*The problem*. Check the records below line by line, and report how many lines include the string "crate". No other words are needed.
════════════════
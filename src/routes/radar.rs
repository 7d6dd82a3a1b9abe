// src/routes/radar.rs

use std::sync::Arc;

use actix_web::{
    dev::HttpServiceFactory,
    error::{InternalError, QueryPayloadError},
    get, web, HttpRequest, HttpResponse, Responder,
};
use chrono::NaiveDateTime;
use serde::{Deserialize, Serialize};

use crate::config::settings::RadarDefaults;
use crate::middleware::path_logger::PathLogger;
use crate::services::{
    market_data::{CandleSource, MAX_CANDLE_COUNT},
    notifier::Notifier,
    radar::{run_cycle, CycleReport, CycleRequest, Delivery},
    strategies::{
        surge::{Detection, Thresholds, TrendRow},
        CandleInterval, Market,
    },
};
use crate::utils::types::ApiResponse;

/// Slider ranges offered by the dashboard, in percent.
pub const VOLUME_THRESHOLD_RANGE: (f64, f64) = (0.0, 500.0);
pub const PRICE_THRESHOLD_RANGE: (f64, f64) = (0.0, 200.0);

/// Collaborators shared by every request; built once in `main`.
#[derive(Clone)]
pub struct RadarState {
    pub source:   Arc<dyn CandleSource>,
    pub notifier: Arc<dyn Notifier>,
    pub defaults: RadarDefaults,
}

#[derive(Debug, Default, Deserialize)]
pub struct RadarQuery {
    pub market: Option<String>,
    pub volume_threshold: Option<f64>,
    pub price_threshold: Option<f64>,
    pub interval: Option<String>,
    pub count: Option<u16>,
}

impl RadarQuery {
    /// Fills gaps from `defaults` and range-checks the result.
    pub fn resolve(&self, defaults: &RadarDefaults) -> Result<CycleRequest, String> {
        let market = match &self.market {
            Some(m) => m.parse::<Market>().map_err(|e| e.to_string())?,
            None => defaults.market,
        };
        let interval = match &self.interval {
            Some(i) => i.parse::<CandleInterval>().map_err(|e| e.to_string())?,
            None => defaults.interval,
        };

        let count = self.count.unwrap_or(defaults.count);
        if count == 0 || count > MAX_CANDLE_COUNT {
            return Err(format!("count must be within 1..={MAX_CANDLE_COUNT}"));
        }

        let volume = self
            .volume_threshold
            .unwrap_or(defaults.thresholds.volume_threshold_pct);
        let price = self
            .price_threshold
            .unwrap_or(defaults.thresholds.price_threshold_pct);
        check_range("volume_threshold", volume, VOLUME_THRESHOLD_RANGE)?;
        check_range("price_threshold", price, PRICE_THRESHOLD_RANGE)?;

        Ok(CycleRequest {
            market,
            interval,
            count,
            thresholds: Thresholds {
                volume_threshold_pct: volume,
                price_threshold_pct: price,
            },
        })
    }
}

fn check_range(name: &str, v: f64, (lo, hi): (f64, f64)) -> Result<(), String> {
    if v.is_finite() && (lo..=hi).contains(&v) {
        Ok(())
    } else {
        Err(format!("{name} must be within {lo}..={hi}"))
    }
}

// ─── Views ────────────────────────────────────────────────────────────────

#[derive(Debug, Serialize, PartialEq)]
#[serde(rename_all = "snake_case")]
pub enum SignalStatus {
    Alert,
    NoSignal,
}

#[derive(Debug, Serialize)]
pub struct Charts {
    pub price:  Vec<(NaiveDateTime, f64)>,
    pub volume: Vec<(NaiveDateTime, f64)>,
}

#[derive(Debug, Serialize)]
pub struct Dashboard {
    pub cycle_id:  uuid::Uuid,
    pub request:   CycleRequest,
    pub status:    SignalStatus,
    pub message:   String,
    pub detection: Detection,
    pub delivery:  Delivery,
    pub charts:    Charts,
    pub table:     Vec<TrendRow>,
}

impl From<CycleReport> for Dashboard {
    fn from(report: CycleReport) -> Self {
        let charts = Charts {
            price: report.rows.iter().map(|r| (r.timestamp, r.trade_price)).collect(),
            volume: report
                .rows
                .iter()
                .map(|r| (r.timestamp, r.accumulated_volume))
                .collect(),
        };
        let status = if report.detection.fired {
            SignalStatus::Alert
        } else {
            SignalStatus::NoSignal
        };

        Self {
            cycle_id: report.cycle_id,
            request: report.request,
            status,
            message: report.status_message().to_string(),
            detection: report.detection,
            delivery: report.delivery,
            charts,
            table: report.rows,
        }
    }
}

#[derive(Debug, Serialize)]
pub struct MarketsInfo {
    pub markets:   Vec<Market>,
    pub intervals: Vec<CandleInterval>,
    pub max_count: u16,
    pub volume_threshold_range: (f64, f64),
    pub price_threshold_range:  (f64, f64),
    pub defaults:  RadarDefaults,
}

// ─── Handlers ─────────────────────────────────────────────────────────────

#[get("/markets")]
pub async fn markets(state: web::Data<RadarState>) -> impl Responder {
    HttpResponse::Ok().json(ApiResponse::ok(
        "Supported markets",
        MarketsInfo {
            markets: Market::ALL.to_vec(),
            intervals: CandleInterval::all(),
            max_count: MAX_CANDLE_COUNT,
            volume_threshold_range: VOLUME_THRESHOLD_RANGE,
            price_threshold_range: PRICE_THRESHOLD_RANGE,
            defaults: state.defaults,
        },
    ))
}

#[get("/radar")]
pub async fn radar(
    query: web::Query<RadarQuery>,
    state: web::Data<RadarState>,
) -> impl Responder {
    let req = match query.resolve(&state.defaults) {
        Ok(r) => r,
        Err(msg) => return HttpResponse::BadRequest().json(ApiResponse::error(msg)),
    };

    match run_cycle(state.source.as_ref(), state.notifier.as_ref(), &req).await {
        Ok(report) => {
            let dashboard = Dashboard::from(report);
            let message = dashboard.message.clone();
            HttpResponse::Ok().json(ApiResponse::ok(message, dashboard))
        }
        Err(e) => HttpResponse::BadGateway().json(ApiResponse::error(format!(
            "Market data error: {e}"
        ))),
    }
}

/// Undecodable query strings (`count=70000`, `volume_threshold=abc`) get the
/// same JSON envelope as range errors.
fn query_error(err: QueryPayloadError, _req: &HttpRequest) -> actix_web::Error {
    let body = ApiResponse::error(format!("Invalid query: {err}"));
    InternalError::from_response(err, HttpResponse::BadRequest().json(body)).into()
}

pub fn radar_scope() -> impl HttpServiceFactory {
    web::scope("/api")
        .app_data(web::QueryConfig::default().error_handler(query_error))
        .wrap(PathLogger)
        .service(markets)
        .service(radar)
}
════════════════
*Output below*. 4